Suddenly, a mere 15 minutes later, a furious hailstorm started. We zipped up the tent pretty quickly, and sat there in some alarm. Being a Russian tent (read “poorly made”), it was *not* waterproof, and so the entire internal volume of the tent was filled with a fine drizzle! And when we looked out of the ventilation flap, we could see a puddle (which little heaps of ice in it) getting bigger and bigger and starting to extend under the tent!
So we abandoned it and ran up to the ger (about 30 metres away), where we sat and had more tea and bread/clotted cream/sugar. We had some quite good conversations in Mongolian, making heavy use of my English-> Mongolianand Mongolian->English dictionaries. A question would occur to Byamba, and without saying anything, he would find a keyword in theM->E dictionary and point to it, from which I would read the English word(s) and figure out what he was asking. Quite fun, really.
Meanwhile, Byamba’s wife (I’ve remembered her name: Baasanjav) was preparing the evening meal (to be ready at about 5pm). Our hearts sank as we watched her putting things into a large vat of water on the stove. There were ..erm… *bits* of sheep, such as heads, feet, internal organs, that kind of thing. I tell you, a lot of alarmed muttering ensued between Wendy and myself, while keeping up happy smiles! Then some potatoes went into the vat, and one or two other vegetables, so I expressed the sincere hope to Wendy that Baasanjav was simply making soup (Mongol sho”l is usually very nice), and that the *bits* were being used for stock.
So then we retreated to our tent for an hour’s sleep (no hope of walking or riding over the hills in that downpour (it had turned from hail to rain). And at about 5pm we returned to Byamba’s ger.
So we sat and watched Baasanjav prepare the food. She took a fork and extracted the *bits*, dripping, one by one from the vat, and placed them in a steel bowl. Fine, I thought; that’s the stock taken out. But then she lifted a potato out [italics on] and put it in the same bowl as the *bits*! [italics off]. Heart sank like a stone: the *bits* were for eating. I regarded that potato as the Potato of Doom for the message it carried…
And so we set about eating. I couldn’t touch the stuff. Byamba took a sheep’s head (with the sheep’s chin-skin hanging from the front of its lower jaw) and carved off peices of cheek, nose, etc and handed them to us.
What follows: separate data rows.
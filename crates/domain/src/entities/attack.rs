//! Attack entity.

use serde::{Deserialize, Serialize};

use crate::ids::AttackId;
use crate::value_objects::ImageData;

/// An attack card. Attacks carry no augments; they are descriptive records
/// referenced from character sheets.
#[derive(Debug, Clone, Serialize, Deserialize)]
#[serde(rename_all = "camelCase")]
pub struct Attack {
    pub id: AttackId,
    pub name: String,
    #[serde(default)]
    pub description: String,
    /// Attack-roll text, e.g. "1d20 + Luta".
    #[serde(default, skip_serializing_if = "Option::is_none")]
    pub test: Option<String>,
    /// Damage text, e.g. "2d6 + 3".
    #[serde(default, skip_serializing_if = "Option::is_none")]
    pub damage: Option<String>,
    #[serde(default, skip_serializing_if = "Option::is_none")]
    pub image: Option<ImageData>,
}

impl Attack {
    pub fn new(name: impl Into<String>) -> Self {
        Self {
            id: AttackId::new(),
            name: name.into(),
            description: String::new(),
            test: None,
            damage: None,
            image: None,
        }
    }
}
//! Enter-combat action: flips the in-play character into combat.

use chrono::Utc;

use cardstock_domain::{apply, CharacterCommand, FixedBonuses};

use crate::repositories::CharacterRecords;

use super::error::PlayError;
use super::types::ActionOutcome;

pub struct EnterCombat {
    characters: CharacterRecords,
}

impl EnterCombat {
    pub fn new(characters: CharacterRecords) -> Self {
        Self { characters }
    }

    pub async fn execute(&self) -> Result<ActionOutcome, PlayError> {
        let mut character = self
            .characters
            .find_in_play()
            .await?
            .ok_or(PlayError::NoCharacterInPlay)?;

        let events = apply(
            &mut character,
            &FixedBonuses::default(),
            CharacterCommand::EnterCombat,
            Utc::now(),
        )?;

        self.characters.save(&character).await?;
        Ok(ActionOutcome { character, events })
    }
}

#[cfg(test)]
mod tests {
    use super::*;
    use std::sync::Arc;

    use cardstock_domain::Character;

    use crate::infrastructure::MemoryStore;
    use crate::repositories::Records;

    #[tokio::test]
    async fn marks_the_in_play_character_as_in_combat() {
        let characters: CharacterRecords = Records::new(Arc::new(MemoryStore::new()));
        let mut character = Character::new("Yana");
        character.in_play = true;
        characters.save(&character).await.expect("seed");

        let outcome = EnterCombat::new(characters.clone())
            .execute()
            .await
            .expect("enter combat");
        assert!(outcome.character.is_in_combat);

        let persisted = characters
            .get(character.id)
            .await
            .expect("get")
            .expect("present");
        assert!(persisted.is_in_combat);
    }

    #[tokio::test]
    async fn fails_without_an_in_play_character() {
        let characters: CharacterRecords = Records::new(Arc::new(MemoryStore::new()));
        let err = EnterCombat::new(characters)
            .execute()
            .await
            .expect_err("no one in play");
        assert!(matches!(err, PlayError::NoCharacterInPlay));
    }
}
Wendy was great! She managed to eat everything that was given to her. But I nibbled at an unidentified internal organ for a moment and abandoned it. I kept saying “Ochlaarai! Idekh chadakhgui!” (“Sorry, I can’t eat [it]!”). Baasanjav handed me a potato, but I really didn’t have any appetite left…
Now, I thought that I was coping quite well with this cultural experience, when it occurred to me about 15 minutes later that my stomach was going to complain. I sat very still until I figured out which end of my alimentary canal was going to need attention, and decided (to my relief) that it was the toilet I needed. Although we were (sort of) in the country, I figured there must be a communal toilet somewhere as it was a semi-permanent settlement of several gers. So I asked Byamba “Biie dzasakh gadzar khaan bain weh?” (“Where is the body- mending place?”). He took me out of the ger and pointed to a small canvas structure at some distance, but warned me not to walk directly towards it or I’d get attacked by the dog in the ger that lay on that path.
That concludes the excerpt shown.